> [RAW DATA]:
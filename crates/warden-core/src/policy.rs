//! Shared policy vocabulary
//!
//! The security level is the one global dial every enforcement component
//! reads; severity is the common scale for security signals and audit entries.

use serde::{Deserialize, Serialize};
use std::fmt;
use std::str::FromStr;

use crate::error::Error;

/// Global security level
#[derive(Debug, Clone, Copy, PartialEq, Eq, Hash, PartialOrd, Ord, Serialize, Deserialize, Default)]
#[serde(rename_all = "lowercase")]
pub enum SecurityLevel {
    /// Development mode: broad auto-approval, loose quotas
    Low,
    /// Default production mode
    #[default]
    Normal,
    /// Strict mode: narrow auto-approval, tight quotas, fail-closed method access
    High,
}

impl SecurityLevel {
    pub const ALL: [SecurityLevel; 3] = [Self::Low, Self::Normal, Self::High];

    pub fn as_str(&self) -> &'static str {
        match self {
            Self::Low => "low",
            Self::Normal => "normal",
            Self::High => "high",
        }
    }
}

impl fmt::Display for SecurityLevel {
    fn fmt(&self, f: &mut fmt::Formatter<'_>) -> fmt::Result {
        write!(f, "{}", self.as_str())
    }
}

impl FromStr for SecurityLevel {
    type Err = Error;

    fn from_str(s: &str) -> Result<Self, Self::Err> {
        match s.trim().to_lowercase().as_str() {
            "low" => Ok(Self::Low),
            "normal" => Ok(Self::Normal),
            "high" => Ok(Self::High),
            other => Err(Error::InvalidInput(format!(
                "Invalid security level: {}. Valid options: low, normal, high",
                other
            ))),
        }
    }
}

/// Severity of a security signal or audit entry
#[derive(Debug, Clone, Copy, PartialEq, Eq, Hash, PartialOrd, Ord, Serialize, Deserialize, Default)]
#[serde(rename_all = "lowercase")]
pub enum Severity {
    #[default]
    Low,
    Medium,
    High,
    Critical,
}

impl Severity {
    pub const ALL: [Severity; 4] = [Self::Low, Self::Medium, Self::High, Self::Critical];

    /// One tier up, saturating at critical
    pub fn escalate(self) -> Self {
        match self {
            Self::Low => Self::Medium,
            Self::Medium => Self::High,
            Self::High | Self::Critical => Self::Critical,
        }
    }

    pub fn as_str(&self) -> &'static str {
        match self {
            Self::Low => "low",
            Self::Medium => "medium",
            Self::High => "high",
            Self::Critical => "critical",
        }
    }
}

impl fmt::Display for Severity {
    fn fmt(&self, f: &mut fmt::Formatter<'_>) -> fmt::Result {
        write!(f, "{}", self.as_str())
    }
}

/// Audit persistence strategy
#[derive(Debug, Clone, Copy, PartialEq, Eq, Serialize, Deserialize)]
#[serde(rename_all = "lowercase")]
pub enum AuditMode {
    /// Write-through on every entry
    Immediate,
    /// Queue entries and flush on a timer
    Batch,
}

impl AuditMode {
    /// Mode implied by a security level when none is configured
    pub fn for_level(level: SecurityLevel) -> Self {
        match level {
            SecurityLevel::High => Self::Immediate,
            SecurityLevel::Low | SecurityLevel::Normal => Self::Batch,
        }
    }

    pub fn as_str(&self) -> &'static str {
        match self {
            Self::Immediate => "immediate",
            Self::Batch => "batch",
        }
    }
}

impl fmt::Display for AuditMode {
    fn fmt(&self, f: &mut fmt::Formatter<'_>) -> fmt::Result {
        write!(f, "{}", self.as_str())
    }
}

impl FromStr for AuditMode {
    type Err = Error;

    fn from_str(s: &str) -> Result<Self, Self::Err> {
        match s.trim().to_lowercase().as_str() {
            "immediate" => Ok(Self::Immediate),
            "batch" => Ok(Self::Batch),
            other => Err(Error::InvalidInput(format!(
                "Invalid audit mode: {}. Valid options: immediate, batch",
                other
            ))),
        }
    }
}

/// Named security checks that can be toggled at runtime
#[derive(Debug, Clone, PartialEq, Eq, Serialize, Deserialize)]
#[serde(default)]
pub struct ActiveChecks {
    pub compatibility: bool,
    pub static_analysis: bool,
    pub permission_enforcement: bool,
    pub resource_monitoring: bool,
    pub execution_timeouts: bool,
}

impl Default for ActiveChecks {
    fn default() -> Self {
        Self {
            compatibility: true,
            static_analysis: true,
            permission_enforcement: true,
            resource_monitoring: true,
            execution_timeouts: true,
        }
    }
}

impl ActiveChecks {
    pub const NAMES: [&'static str; 5] = [
        "compatibility",
        "static_analysis",
        "permission_enforcement",
        "resource_monitoring",
        "execution_timeouts",
    ];

    pub fn get(&self, name: &str) -> Option<bool> {
        match name {
            "compatibility" => Some(self.compatibility),
            "static_analysis" => Some(self.static_analysis),
            "permission_enforcement" => Some(self.permission_enforcement),
            "resource_monitoring" => Some(self.resource_monitoring),
            "execution_timeouts" => Some(self.execution_timeouts),
            _ => None,
        }
    }

    /// Toggle a check by name
    pub fn set(&mut self, name: &str, enabled: bool) -> crate::Result<()> {
        let slot = match name {
            "compatibility" => &mut self.compatibility,
            "static_analysis" => &mut self.static_analysis,
            "permission_enforcement" => &mut self.permission_enforcement,
            "resource_monitoring" => &mut self.resource_monitoring,
            "execution_timeouts" => &mut self.execution_timeouts,
            _ => {
                return Err(Error::InvalidInput(format!(
                    "Unknown security check: {}. Valid checks: {}",
                    name,
                    Self::NAMES.join(", ")
                )));
            }
        };
        *slot = enabled;
        Ok(())
    }
}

> [WHAT IS BEING ASKED]:
Gather each line in these records that contains the string "Debug".

> [TASK ANSWER]:
#[derive(Debug, Clone, Copy, PartialEq, Eq, Hash, PartialOrd, Ord, Serialize, Deserialize, Default)]
#[derive(Debug, Clone, Copy, PartialEq, Eq, Hash, PartialOrd, Ord, Serialize, Deserialize, Default)]
#[derive(Debug, Clone, Copy, PartialEq, Eq, Serialize, Deserialize)]
#[derive(Debug, Clone, PartialEq, Eq, Serialize, Deserialize)]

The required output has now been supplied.